- Born: 4 May 1939 (age 86) France
- Known for: Study of RNA polymerase III transcription machinery, gene regulation in yeast
- Spouse: Pierrette Balse
- Children: Anne, Marion, Daniel
- Awards: Maurice Nicloux Prize, French Society of Biochemistry (1969); Paul Doisteau-Emile Blutel Prize, Academy of Sciences (1977); CNRS Silver Medal (1987); Charles-Léopold Mayer Grand Prize, French Academy of Sciences (1997); Member of EMBO (1985); Correspondent, French Academy of Sciences (1999); Member, French Academy of Sciences (2007);
- Scientific career
- Fields: Molecular biology, Gene transcription
- Institutions: University of Orsay, Institut Pasteur, CNRS

= André Sentenac =

French molecular biologist

Georges André Sentenac (born 4 May 1939) is a French molecular biologist specializing in gene transcription.

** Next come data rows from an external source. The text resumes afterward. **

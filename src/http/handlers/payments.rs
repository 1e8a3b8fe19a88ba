use crate::domain::payment::{ErrorEnvelope, InitiatePaymentRequest, PaymentStatus};
use crate::error::PaymentError;
use crate::AppState;
use axum::extract::{Path, Query, State};
use axum::response::{IntoResponse, Response};
use axum::Json;
use serde::Deserialize;
use uuid::Uuid;

fn error_response(err: &PaymentError) -> Response {
    (err.http_status(), Json(ErrorEnvelope::from(err))).into_response()
}

pub async fn create_payment(
    State(state): State<AppState>,
    Json(req): Json<InitiatePaymentRequest>,
) -> impl IntoResponse {
    match state.workflow.initiate_payment(req).await {
        Ok(resp) => (axum::http::StatusCode::ACCEPTED, Json(resp)).into_response(),
        Err(e) => error_response(&e),
    }
}

#[derive(Debug, Deserialize)]
pub struct ListQuery {
    pub status: Option<PaymentStatus>,
}

pub async fn list_payments(
    State(state): State<AppState>,
    Query(query): Query<ListQuery>,
) -> impl IntoResponse {
    let records = match query.status {
        Some(status) => state.workflow.records.list_by_status(status).await,
        None => state.workflow.records.list().await,
    };
    (axum::http::StatusCode::OK, Json(records)).into_response()
}

pub async fn current_payment(State(state): State<AppState>) -> impl IntoResponse {
    match state.workflow.records.current().await {
        Some(record) => (axum::http::StatusCode::OK, Json(record)).into_response(),
        None => error_response(&PaymentError::NotFound("current".to_string())),
    }
}

pub async fn get_payment(
    State(state): State<AppState>,
    Path(payment_id): Path<Uuid>,
) -> impl IntoResponse {
    match state.workflow.records.get(payment_id).await {
        Some(record) => (axum::http::StatusCode::OK, Json(record)).into_response(),
        None => error_response(&PaymentError::NotFound(payment_id.to_string())),
    }
}

pub async fn verify_payment(
    State(state): State<AppState>,
    Path(payment_id): Path<Uuid>,
) -> impl IntoResponse {
    match state.workflow.verify_payment(payment_id).await {
        Ok(record) => (axum::http::StatusCode::OK, Json(record)).into_response(),
        Err(e) => error_response(&e),
    }
}

pub async fn resume_polling(
    State(state): State<AppState>,
    Path(payment_id): Path<Uuid>,
) -> impl IntoResponse {
    match state.workflow.resume_polling(payment_id).await {
        Ok(()) => (
            axum::http::StatusCode::ACCEPTED,
            Json(serde_json::json!({"payment_id": payment_id, "polling": true})),
        )
            .into_response(),
        Err(e) => error_response(&e),
    }
}

pub async fn cancel_polling(
    State(state): State<AppState>,
    Path(payment_id): Path<Uuid>,
) -> impl IntoResponse {
    match state.workflow.cancel_polling_for(payment_id).await {
        Ok(cancelled) => (
            axum::http::StatusCode::OK,
            Json(serde_json::json!({"payment_id": payment_id, "cancelled": cancelled})),
        )
            .into_response(),
        Err(e) => error_response(&e),
    }
}

pub async fn health() -> impl IntoResponse {
    (axum::http::StatusCode::OK, "ok")
}
use crate::domain::payment::Provider;
use std::collections::HashMap;
use std::sync::Arc;
use std::time::{Duration, Instant};
use tokio::sync::RwLock;

const EXPIRY_MARGIN: Duration = Duration::from_secs(60);

#[derive(Clone, Default)]
pub struct TokenCache {
    inner: Arc<RwLock<HashMap<Provider, (Instant, String)>>>,
}

impl TokenCache {
    pub async fn get(&self, provider: Provider) -> Option<String> {
        let read = self.inner.read().await;
        match read.get(&provider) {
            Some((valid_until, token)) if Instant::now() < *valid_until => Some(token.clone()),
            _ => None,
        }
    }

    /// Tokens without a usable lifetime are not stored.
    pub async fn put(&self, provider: Provider, token: String, expires_in: Option<Duration>) {
        let ttl = match expires_in.and_then(|e| e.checked_sub(EXPIRY_MARGIN)) {
            Some(ttl) if !ttl.is_zero() => ttl,
            _ => return,
        };
        let mut write = self.inner.write().await;
        write.insert(provider, (Instant::now() + ttl, token));
    }

    pub async fn invalidate(&self, provider: Provider) {
        self.inner.write().await.remove(&provider);
    }
}
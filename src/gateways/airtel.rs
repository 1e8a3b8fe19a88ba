use crate::config::GatewaySettings;
use crate::domain::payment::PaymentDetails;
use serde_json::json;

const COUNTRY: &str = "UGA";

pub fn token_request(client: &reqwest::Client, settings: &GatewaySettings) -> reqwest::RequestBuilder {
    let cfg = &settings.airtel;
    client.post(&cfg.token_url).json(&json!({
        "client_id": cfg.api_key,
        "client_secret": cfg.api_secret,
        "grant_type": "client_credentials"
    }))
}

pub fn payment_request(
    client: &reqwest::Client,
    settings: &GatewaySettings,
    token: &str,
    details: &PaymentDetails,
) -> reqwest::RequestBuilder {
    let body = json!({
        "reference": details.reference,
        "phoneNumber": details.phone_number,
        "amount": details.amount,
        "currency": details.currency,
        "description": details.description
    });

    client
        .post(&settings.airtel.payment_url)
        .bearer_auth(token)
        .header("X-Country", COUNTRY)
        .header("X-Currency", &details.currency)
        .json(&body)
}

pub fn status_request(
    client: &reqwest::Client,
    settings: &GatewaySettings,
    token: &str,
    transaction_id: &str,
) -> reqwest::RequestBuilder {
    let url = format!(
        "{}/{}",
        settings.airtel.payment_url.trim_end_matches('/'),
        transaction_id
    );
    client
        .get(url)
        .bearer_auth(token)
        .header("X-Country", COUNTRY)
}
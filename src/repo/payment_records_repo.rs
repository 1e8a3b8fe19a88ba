use crate::domain::payment::{PaymentRecord, PaymentStatus};
use crate::error::PaymentError;
use serde::{Deserialize, Serialize};
use std::sync::Arc;
use tokio::sync::{broadcast, RwLock};
use uuid::Uuid;

const EVENT_CAPACITY: usize = 256;

/// Append-only payment history. Every insert or update is broadcast as an
/// immutable copy of the record.
#[derive(Clone)]
pub struct PaymentRecordsRepo {
    inner: Arc<RwLock<RecordsState>>,
    events: broadcast::Sender<PaymentRecord>,
}

#[derive(Default)]
struct RecordsState {
    records: Vec<PaymentRecord>,
    current: Option<Uuid>,
}

#[derive(Debug, Clone, Default, PartialEq, Serialize, Deserialize)]
pub struct RecordsSnapshot {
    pub payments: Vec<PaymentRecord>,
    pub current_payment: Option<Uuid>,
}

impl Default for PaymentRecordsRepo {
    fn default() -> Self {
        Self::new()
    }
}

impl PaymentRecordsRepo {
    pub fn new() -> Self {
        let (events, _) = broadcast::channel(EVENT_CAPACITY);
        Self {
            inner: Arc::new(RwLock::new(RecordsState::default())),
            events,
        }
    }

    pub fn subscribe(&self) -> broadcast::Receiver<PaymentRecord> {
        self.events.subscribe()
    }

    /// Appends the record and makes it the current one.
    pub async fn insert(&self, record: PaymentRecord) -> Result<PaymentRecord, PaymentError> {
        let mut state = self.inner.write().await;
        if state.records.iter().any(|r| r.id == record.id) {
            return Err(PaymentError::Validation(format!(
                "payment {} already recorded",
                record.id
            )));
        }
        state.current = Some(record.id);
        state.records.push(record.clone());
        let _ = self.events.send(record.clone());
        Ok(record)
    }

    pub async fn get(&self, id: Uuid) -> Option<PaymentRecord> {
        let state = self.inner.read().await;
        state.records.iter().find(|r| r.id == id).cloned()
    }

    pub async fn list(&self) -> Vec<PaymentRecord> {
        self.inner.read().await.records.clone()
    }

    pub async fn list_by_status(&self, status: PaymentStatus) -> Vec<PaymentRecord> {
        let state = self.inner.read().await;
        state
            .records
            .iter()
            .filter(|r| r.status == status)
            .cloned()
            .collect()
    }

    pub async fn current(&self) -> Option<PaymentRecord> {
        let state = self.inner.read().await;
        let id = state.current?;
        state.records.iter().find(|r| r.id == id).cloned()
    }

    /// Applies `change` to a copy of the record and commits it only if the
    /// change succeeds.
    pub async fn update<F>(&self, id: Uuid, change: F) -> Result<PaymentRecord, PaymentError>
    where
        F: FnOnce(&mut PaymentRecord) -> Result<(), PaymentError>,
    {
        let mut state = self.inner.write().await;
        let slot = state
            .records
            .iter_mut()
            .find(|r| r.id == id)
            .ok_or_else(|| PaymentError::NotFound(id.to_string()))?;

        let mut next = slot.clone();
        change(&mut next)?;
        *slot = next.clone();
        let _ = self.events.send(next.clone());
        Ok(next)
    }

    pub async fn snapshot(&self) -> RecordsSnapshot {
        let state = self.inner.read().await;
        RecordsSnapshot {
            payments: state.records.clone(),
            current_payment: state.current,
        }
    }

    pub async fn restore(&self, snapshot: RecordsSnapshot) {
        let mut state = self.inner.write().await;
        state.current = snapshot
            .current_payment
            .filter(|id| snapshot.payments.iter().any(|r| r.id == *id));
        state.records = snapshot.payments;
    }

    pub async fn reset(&self) {
        let mut state = self.inner.write().await;
        state.records.clear();
        state.current = None;
    }
}
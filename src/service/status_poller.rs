use crate::config::PollPolicy;
use crate::domain::payment::{PaymentRecord, PaymentStatus, Provider, TransactionStatus};
use crate::error::PaymentError;
use crate::gateways::PaymentGateway;
use crate::repo::payment_records_repo::PaymentRecordsRepo;
use std::sync::Arc;
use tokio::sync::watch;
use uuid::Uuid;

#[derive(Debug, Clone, PartialEq, Eq)]
pub enum PollDirective {
    Complete,
    Fail(String),
    Continue,
}

#[derive(Debug, Clone, Copy, PartialEq, Eq)]
pub enum PollOutcome {
    Completed,
    Failed,
    TimedOut,
    Cancelled,
    /// The record disappeared or was already resolved elsewhere.
    Abandoned,
}

/// Transport and status-check errors are transient: they never end the loop.
pub fn classify_poll_result(result: &Result<TransactionStatus, PaymentError>) -> PollDirective {
    match result {
        Ok(status) => classify_status(status),
        Err(_) => PollDirective::Continue,
    }
}

pub fn classify_status(status: &TransactionStatus) -> PollDirective {
    match status.status {
        PaymentStatus::Completed => PollDirective::Complete,
        PaymentStatus::Failed => PollDirective::Fail(
            status
                .message
                .clone()
                .filter(|m| !m.is_empty())
                .unwrap_or_else(|| "Payment failed".to_string()),
        ),
        PaymentStatus::Pending => PollDirective::Continue,
    }
}

pub struct StatusPoller {
    pub gateway: Arc<dyn PaymentGateway>,
    pub records: PaymentRecordsRepo,
    pub policy: PollPolicy,
    pub record_id: Uuid,
    pub transaction_id: String,
    pub provider: Provider,
}

impl StatusPoller {
    pub async fn run(self, mut cancel: watch::Receiver<bool>) -> PollOutcome {
        let max_attempts = self.policy.max_attempts.max(1);

        for attempt in 1..=max_attempts {
            let result = tokio::select! {
                r = self.gateway.check_status(&self.transaction_id, self.provider) => r,
                _ = cancelled(&mut cancel) => return self.on_cancel(),
            };

            match classify_poll_result(&result) {
                PollDirective::Complete => {
                    return self.finish(|r| r.complete(), PollOutcome::Completed).await;
                }
                PollDirective::Fail(reason) => {
                    return self.finish(move |r| r.fail(reason), PollOutcome::Failed).await;
                }
                PollDirective::Continue => {
                    if let Err(e) = &result {
                        tracing::warn!(
                            "status check {}/{} for transaction {} failed: {}",
                            attempt,
                            max_attempts,
                            self.transaction_id,
                            e
                        );
                    }
                }
            }

            if attempt < max_attempts {
                tokio::select! {
                    _ = tokio::time::sleep(self.policy.interval) => {}
                    _ = cancelled(&mut cancel) => return self.on_cancel(),
                }
            }
        }

        tracing::warn!(
            "transaction {} still pending after {} status checks",
            self.transaction_id,
            max_attempts
        );
        self.finish(|r| r.fail(PaymentError::Timeout.to_string()), PollOutcome::TimedOut)
            .await
    }

    async fn finish<F>(&self, change: F, outcome: PollOutcome) -> PollOutcome
    where
        F: FnOnce(&mut PaymentRecord) -> Result<(), PaymentError>,
    {
        match self.records.update(self.record_id, change).await {
            Ok(record) => {
                tracing::info!(
                    "payment {} (transaction {}) resolved as {:?}",
                    record.id,
                    self.transaction_id,
                    record.status
                );
                outcome
            }
            Err(e @ PaymentError::InvalidTransition { .. }) => {
                tracing::info!("payment {} already resolved: {}", self.record_id, e);
                PollOutcome::Abandoned
            }
            Err(e) => {
                tracing::error!("could not resolve payment {}: {}", self.record_id, e);
                PollOutcome::Abandoned
            }
        }
    }

    fn on_cancel(&self) -> PollOutcome {
        tracing::info!("status polling for transaction {} cancelled", self.transaction_id);
        PollOutcome::Cancelled
    }
}

async fn cancelled(rx: &mut watch::Receiver<bool>) {
    // A dropped sender means nobody can cancel any more.
    let sender_gone = rx.wait_for(|flag| *flag).await.is_err();
    if sender_gone {
        std::future::pending::<()>().await;
    }
}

Married to Pierrette Balse, professor of mathematics at the University of Orsay, they had three children, all scientists, Anne, Marion and Daniel.

== Biography ==
He was elected correspondent of the French Academy of sciences in 1999 and then a member of the Institute in 2007.

== Scientific career ==
During his postdoctoral internship in Dr. George Acs' laboratory in New York City, Sentenac addresses the regulation of gene expression by showing that appropriate hormonal treatment forces a young male cockerel to produce certain specific components of the egg. Back in France, to bypass the complexity of higher organisms, he chose to work on the yeast Saccharomyces cerevisiae. In the following years, this yeast will become an essential study model in the molecular genetics of eukaryotic cells.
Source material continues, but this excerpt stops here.